これは論文にあるのではなく私の考えですが、もしかするとBRCA1の変異陽性の方の乳がんは発生してから転移を起こすまで、つまり進行してしまうまでの時間経過が、一般の方やBRCA2の方に比べて特別早いのではないか、だからより早期で見つけることが求められるのではないか、という仮説を考えています。だからMRIをすることも重要でしょうが、マンモグラフィにせよ、乳腺超音波検査にせよ、MRIをするにせよ、むしろ検診の頻度、間隔を検討する必要はあるのでは、と思うのです。

二つ目です。海外では乳がんの検診をMMGのみで施行しています。しかし日本では、乳腺濃度の高い方では会社からの補助を受けられてUSでチェックを加えることがよくあります。実際高濃度乳腺の方では石灰化を除いて、早期乳がんの発見にMMG検査がほぼ役に立たないことが次第に知られてきており、そうした方では自分からUS併用を望まれたりします。
MRI検査は、造影剤の使用が必須になります。造影剤にアレルギーがある方では検査が受けられません。また実は閉所恐怖症でMRIができない方も珍しくありません。
また検診で施行するとなると自費になりますが(HBOC陽性の方は大丈夫です)、MRI検査はUS検査に比て高価です。毎年となると職場の補助が受けられるかどうかは疑問です。
ですので、USを併用したMMG検診と、MRIを併用したMMG検診、その比較の結果が出ないと、日本の検診にそのまま当てはめることは無理があるように思うのです。

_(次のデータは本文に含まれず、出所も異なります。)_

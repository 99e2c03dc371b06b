//! Ring picking: ray against vertical cylinders.
//!
//! Rings are solid cylinders standing upright, so a pick ray can enter through
//! the curved side or through the top or bottom cap. The hit closest to the
//! ray origin wins.

#[cfg(test)]
#[path = "hit_test.rs"]
mod hit_test;

use crate::camera::{Ray, Vec3};
use crate::scene::{RingMesh, Scene};

/// Result of a pick.
#[derive(Debug, Clone, Copy, PartialEq)]
pub struct Hit {
    /// Index into [`Scene::rings`].
    pub ring: usize,
    /// Distance along the ray.
    pub distance: f64,
    /// World-space point where the ray enters the ring.
    pub point: Vec3,
}

/// Nearest ring under `ray`, if any.
#[must_use]
pub fn pick_ring(ray: &Ray, scene: &Scene) -> Option<Hit> {
    scene
        .rings
        .iter()
        .enumerate()
        .filter_map(|(ring, mesh)| {
            intersect_ring(ray, mesh).map(|distance| Hit { ring, distance, point: ray.at(distance) })
        })
        .min_by(|a, b| a.distance.total_cmp(&b.distance))
}

/// Entry distance of `ray` into `mesh`, or `None` on a miss.
#[must_use]
pub fn intersect_ring(ray: &Ray, mesh: &RingMesh) -> Option<f64> {
    intersect_cylinder(ray, mesh.position, mesh.radius, mesh.height)
}

/// Entry distance of `ray` into the upright cylinder centered at `center`.
/// A ray starting inside reports distance `0`.
#[must_use]
pub fn intersect_cylinder(ray: &Ray, center: Vec3, radius: f64, height: f64) -> Option<f64> {
    let bottom = center.y - height / 2.0;
    let top = center.y + height / 2.0;
    let inside_radius = |p: Vec3| {
        let dx = p.x - center.x;
        let dz = p.z - center.z;
        dx * dx + dz * dz <= radius * radius
    };

    let o = ray.origin;
    let d = ray.direction;
    if inside_radius(o) && o.y >= bottom && o.y <= top {
        return Some(0.0);
    }

    let mut best: Option<f64> = None;
    let mut consider = |t: f64| {
        if t >= 0.0 && best.is_none_or(|b| t < b) {
            best = Some(t);
        }
    };

    // Curved side.
    let ox = o.x - center.x;
    let oz = o.z - center.z;
    let a = d.x * d.x + d.z * d.z;
    if a > f64::EPSILON {
        let b = 2.0 * (ox * d.x + oz * d.z);
        let c = ox * ox + oz * oz - radius * radius;
        let disc = b * b - 4.0 * a * c;
        if disc >= 0.0 {
            let sqrt = disc.sqrt();
            for t in [(-b - sqrt) / (2.0 * a), (-b + sqrt) / (2.0 * a)] {
                let y = o.y + d.y * t;
                if y >= bottom && y <= top {
                    consider(t);
                }
            }
        }
    }

    // Caps.
    if d.y.abs() > f64::EPSILON {
        for cap in [bottom, top] {
            let t = (cap - o.y) / d.y;
            if inside_radius(ray.at(t)) {
                consider(t);
            }
        }
    }

    best
}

3つ目は、3%という差を大きいとするか、小さいとするか、です。
前述しましたが、毎年のMRI検査は結構な負担です。どの病院でもMRI検査は常に予約待ちの状況でいっぱいです。検診に回せる余裕があるところはまれです。そういった病院側の負担も無視できません。加えてご本人も、コスト、検査にかかる時間、そして予約から検査、結果説明と何度も受診しなければならないこと、これを毎年しなければならないこと、そういうデメリットと、乳がん死を下げる恩恵を受けられるのは100人に3人であることを天秤にかける必要はあると思います。

まとめ

今後 HBOCの女性には原則年に1回のMRI検診が勧められることになると思います。

しかし BRCA2陽性の患者さんには乳がん死の抑制効果が証明されていないこと、マンモグラフィーに加えて超音波検査を受けている方ではMRI検査の上乗せ効果は証明できていないこと、乳がん死の抑制効果は1/4にもなる、とはいえ、恩恵を受けられるのは陽性の方100人に3人に過ぎないこと、を加味して、定期的なMRI検査を受けるかどうか、個別に検討する必要があると考えます。